This one, which I call "Dancer", I already shared in the Writer's Block Daily thread. Some more that I already wrote as of this posting will be polished up before I post them.

The woman stops by the window, feeling the sunshine as an insult. She resumes her pacing about the room, her petticoats rustling with the whispers of ghosts. She undoes her long hair before throwing herself on the four-poster bed. She remembers, and cries, trying to swallow the sobs and keep them down before they escape and someone hears, but she can't help it, there is too much pain, and it bursts then trickles away with a stream of memories.

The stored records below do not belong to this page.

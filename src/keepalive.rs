//! Periodic counter increment
//!
//! Every `interval` the loop issues one bounded increment against the
//! counter key and logs the outcome. Failures never stop the loop.

use chrono::{DateTime, Utc};
use std::sync::Arc;
use std::sync::atomic::{AtomicI64, AtomicU64, Ordering};
use std::time::Duration;
use tokio::time::{Instant, MissedTickBehavior, interval_at, timeout};
use tokio_util::sync::CancellationToken;
use tracing::{debug, error, info};

use crate::config::CounterConfig;
use crate::errors::{KeepaliveError, Result};
use crate::store::CounterStore;

/// 运行统计（仅进程内，不持久化）
#[derive(Debug, Default)]
pub struct KeepaliveStats {
    ticks: AtomicU64,
    successes: AtomicU64,
    failures: AtomicU64,
    last_value: AtomicI64,
}

impl KeepaliveStats {
    pub fn ticks(&self) -> u64 {
        self.ticks.load(Ordering::Relaxed)
    }

    pub fn failures(&self) -> u64 {
        self.failures.load(Ordering::Relaxed)
    }

    /// Last counter value seen, if any tick has succeeded.
    pub fn last_value(&self) -> Option<i64> {
        if self.successes.load(Ordering::Acquire) == 0 {
            return None;
        }
        Some(self.last_value.load(Ordering::Relaxed))
    }
}

pub struct Keepalive {
    store: Arc<dyn CounterStore>,
    key: String,
    interval: Duration,
    timeout: Duration,
    started_at: DateTime<Utc>,
    stats: Arc<KeepaliveStats>,
}

impl Keepalive {
    pub fn new(store: Arc<dyn CounterStore>, config: &CounterConfig) -> Self {
        Self {
            store,
            key: config.key.clone(),
            interval: config.interval(),
            timeout: config.timeout(),
            started_at: Utc::now(),
            stats: Arc::new(KeepaliveStats::default()),
        }
    }

    pub fn stats(&self) -> Arc<KeepaliveStats> {
        Arc::clone(&self.stats)
    }

    /// 单次自增，受超时限制
    pub async fn tick(&self) -> Result<i64> {
        self.stats.ticks.fetch_add(1, Ordering::Relaxed);

        let outcome = match timeout(self.timeout, self.store.incr(&self.key)).await {
            Ok(res) => res,
            Err(_) => Err(KeepaliveError::timeout(format!(
                "INCR {} did not complete within {} ms",
                self.key,
                self.timeout.as_millis()
            ))),
        };

        match outcome {
            Ok(value) => {
                self.stats.last_value.store(value, Ordering::Relaxed);
                self.stats.successes.fetch_add(1, Ordering::Release);
                Ok(value)
            }
            Err(e) => {
                self.stats.failures.fetch_add(1, Ordering::Relaxed);
                Err(e)
            }
        }
    }

    /// Run until `token` is cancelled.
    ///
    /// The first increment happens one full interval after the call. A
    /// cancelled token also abandons an increment that is still in flight.
    pub async fn run(&self, token: CancellationToken) {
        let mut ticker = interval_at(Instant::now() + self.interval, self.interval);
        ticker.set_missed_tick_behavior(MissedTickBehavior::Delay);

        info!(
            "Keepalive started: INCR '{}' on {} every {}s (timeout {} ms)",
            self.key,
            self.store.backend_name(),
            self.interval.as_secs(),
            self.timeout.as_millis()
        );

        loop {
            tokio::select! {
                biased;
                _ = token.cancelled() => break,
                _ = ticker.tick() => {}
            }

            tokio::select! {
                biased;
                _ = token.cancelled() => {
                    debug!("Keepalive cancelled with an increment in flight");
                    break;
                }
                res = self.tick() => self.report(res),
            }
        }

        debug!("Keepalive loop exited");
    }

    fn report(&self, res: Result<i64>) {
        match res {
            Ok(value) => {
                let uptime_secs = Utc::now()
                    .signed_duration_since(self.started_at)
                    .num_seconds();
                info!(counter = value, uptime_secs, "Counter: {}", value);
            }
            Err(e) => {
                error!("Keepalive increment error: {}", e);
            }
        }
    }
}
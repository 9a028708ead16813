//! Configuration loading
//!
//! Sources, lowest priority first:
//! - built-in defaults
//! - `config.toml` in the working directory (optional)
//! - `KEEPALIVE__*` environment variables
//!
//! `REDIS_URL` is read separately and is the only required setting. A `.env`
//! file in the working directory is merged into the process environment
//! before any of this runs.

mod structs;

pub use structs::*;

use std::path::{Path, PathBuf};

use crate::errors::{KeepaliveError, Result};

/// 默认配置文件路径
pub const CONFIG_FILE: &str = "config.toml";

/// 默认 .env 文件路径
pub const DOTENV_FILE: &str = ".env";

/// Result of trying to merge a `.env` file into the environment.
#[derive(Debug, Clone, PartialEq, Eq)]
pub enum DotenvStatus {
    Loaded(PathBuf),
    NotFound,
    Invalid(String),
}

impl DotenvStatus {
    /// The line to report when the file was not usable.
    pub fn warning(&self) -> Option<String> {
        match self {
            DotenvStatus::Loaded(_) => None,
            DotenvStatus::NotFound => Some("Warning: .env file not found".to_string()),
            DotenvStatus::Invalid(e) => {
                Some(format!("Warning: .env file could not be parsed: {}", e))
            }
        }
    }
}

/// 加载 .env 文件（不覆盖已存在的环境变量）
///
/// Logging is usually not up yet when this runs, so the outcome is
/// returned and reported later.
pub fn load_dotenv(path: &Path) -> DotenvStatus {
    match dotenvy::from_path(path) {
        Ok(()) => DotenvStatus::Loaded(path.to_path_buf()),
        Err(e) if e.not_found() => DotenvStatus::NotFound,
        Err(e) => DotenvStatus::Invalid(e.to_string()),
    }
}

/// 应用配置
#[derive(Debug, Clone)]
pub struct AppConfig {
    pub redis_url: String,
    pub counter: CounterConfig,
    pub logging: LoggingConfig,
}

impl AppConfig {
    /// Load from `config.toml` and the current process environment.
    pub fn load() -> Result<Self> {
        Self::from_sources(Path::new(CONFIG_FILE), std::env::vars().collect())
    }

    pub fn from_sources(path: &Path, env: config::Map<String, String>) -> Result<Self> {
        let redis_url = env
            .get(REDIS_URL_VAR)
            .map(|v| v.trim().to_string())
            .filter(|v| !v.is_empty())
            .ok_or_else(|| {
                KeepaliveError::missing_config(format!("{} not set", REDIS_URL_VAR))
            })?;

        let StaticConfig { counter, logging } = StaticConfig::load_from(path, env)?;

        let config = Self {
            redis_url,
            counter,
            logging,
        };
        config.validate()?;
        Ok(config)
    }

    pub fn validate(&self) -> Result<()> {
        self.counter.validate()?;
        self.logging.validate()
    }
}
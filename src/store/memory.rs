use async_trait::async_trait;
use dashmap::DashMap;
use std::sync::atomic::{AtomicBool, Ordering};

use super::CounterStore;
use crate::errors::{KeepaliveError, Result};

/// In-process counters, for tests and dry runs without a Redis server.
#[derive(Default)]
pub struct MemoryCounterStore {
    inner: DashMap<String, i64>,
    closed: AtomicBool,
}

impl MemoryCounterStore {
    pub fn new() -> Self {
        Self::default()
    }

    pub fn get(&self, key: &str) -> Option<i64> {
        self.inner.get(key).map(|v| *v)
    }

    pub fn is_closed(&self) -> bool {
        self.closed.load(Ordering::Acquire)
    }
}

#[async_trait]
impl CounterStore for MemoryCounterStore {
    async fn incr(&self, key: &str) -> Result<i64> {
        if self.is_closed() {
            return Err(KeepaliveError::store_closed("memory store is closed"));
        }
        let mut entry = self.inner.entry(key.to_string()).or_insert(0);
        *entry += 1;
        Ok(*entry)
    }

    async fn close(&self) -> Result<()> {
        if self.closed.swap(true, Ordering::AcqRel) {
            return Err(KeepaliveError::store_closed("memory store already closed"));
        }
        Ok(())
    }

    fn backend_name(&self) -> &'static str {
        "memory"
    }
}
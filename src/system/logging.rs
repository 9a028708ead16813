//! Logging system initialization
//!
//! This module provides functions to initialize the tracing/logging system
//! based on application configuration.

use crate::config::LoggingConfig;
use crate::errors::{KeepaliveError, Result};
use tracing_appender::non_blocking::WorkerGuard;
use tracing_appender::rolling;

const DEFAULT_LOG_FILE: &str = "keepalive.log";

/// Initialize logging system based on configuration
///
/// Output goes to stdout unless `logging.file` is set; a file is either
/// appended to or rotated daily depending on `logging.enable_rotation`.
///
/// **Note**: Call once, after the configuration has been loaded.
///
/// # Returns
/// * `WorkerGuard` - Must be kept alive for the duration of the program
///   to ensure non-blocking log writes are flushed
pub fn init_logging(config: &LoggingConfig) -> Result<WorkerGuard> {
    let writer = make_writer(config)?;

    let (non_blocking_writer, guard) = tracing_appender::non_blocking(writer);
    let filter = tracing_subscriber::EnvFilter::try_new(&config.level).map_err(|e| {
        KeepaliveError::logging(format!("Invalid log level '{}': {}", config.level, e))
    })?;

    let subscriber_builder = tracing_subscriber::fmt()
        .with_writer(non_blocking_writer)
        .with_env_filter(filter)
        .with_level(true)
        .with_ansi(logs_to_console(config));

    let installed = if config.format == "json" {
        subscriber_builder.json().try_init()
    } else {
        subscriber_builder.try_init()
    };
    installed.map_err(|e| KeepaliveError::logging(format!("Failed to install subscriber: {}", e)))?;

    Ok(guard)
}

fn logs_to_console(config: &LoggingConfig) -> bool {
    config.file.as_ref().is_none_or(|f| f.is_empty())
}

fn make_writer(config: &LoggingConfig) -> Result<Box<dyn std::io::Write + Send + Sync>> {
    let log_file = match config.file.as_deref() {
        Some(f) if !f.is_empty() => f,
        _ => return Ok(Box::new(std::io::stdout())),
    };

    if config.enable_rotation {
        let path = std::path::Path::new(log_file);
        let dir = path.parent().unwrap_or(std::path::Path::new("."));
        let filename = path
            .file_name()
            .and_then(|f| f.to_str())
            .unwrap_or(DEFAULT_LOG_FILE);
        let appender = rolling::Builder::new()
            .rotation(rolling::Rotation::DAILY)
            .filename_prefix(filename.trim_end_matches(".log"))
            .filename_suffix("log")
            .max_log_files(config.max_backups as usize)
            .build(dir)
            .map_err(|e| {
                KeepaliveError::logging(format!("Failed to create rolling log appender: {}", e))
            })?;
        Ok(Box::new(appender))
    } else {
        let file = std::fs::OpenOptions::new()
            .create(true)
            .append(true)
            .open(log_file)
            .map_err(|e| {
                KeepaliveError::logging(format!("Failed to open log file '{}': {}", log_file, e))
            })?;
        Ok(Box::new(file))
    }
}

She would sit next to him on the bench while he played the piano, wishing the music could go on if he stopped and danced with her again, longing for the warmth and softness of his hands. And even though his thin mouth was almost always curved into a frown, she knew it was all right because his eyes had a smile.

They would begin slowly, and then gather speed as their emotions ran high. She taught him the waltz, and he showed her how they danced at the harvest festivals of his youth. When their feet grew tired, they sat down and listened to each other play the piano. She heard the folk songs from his childhood and she guided him through bagatelles and écossaises.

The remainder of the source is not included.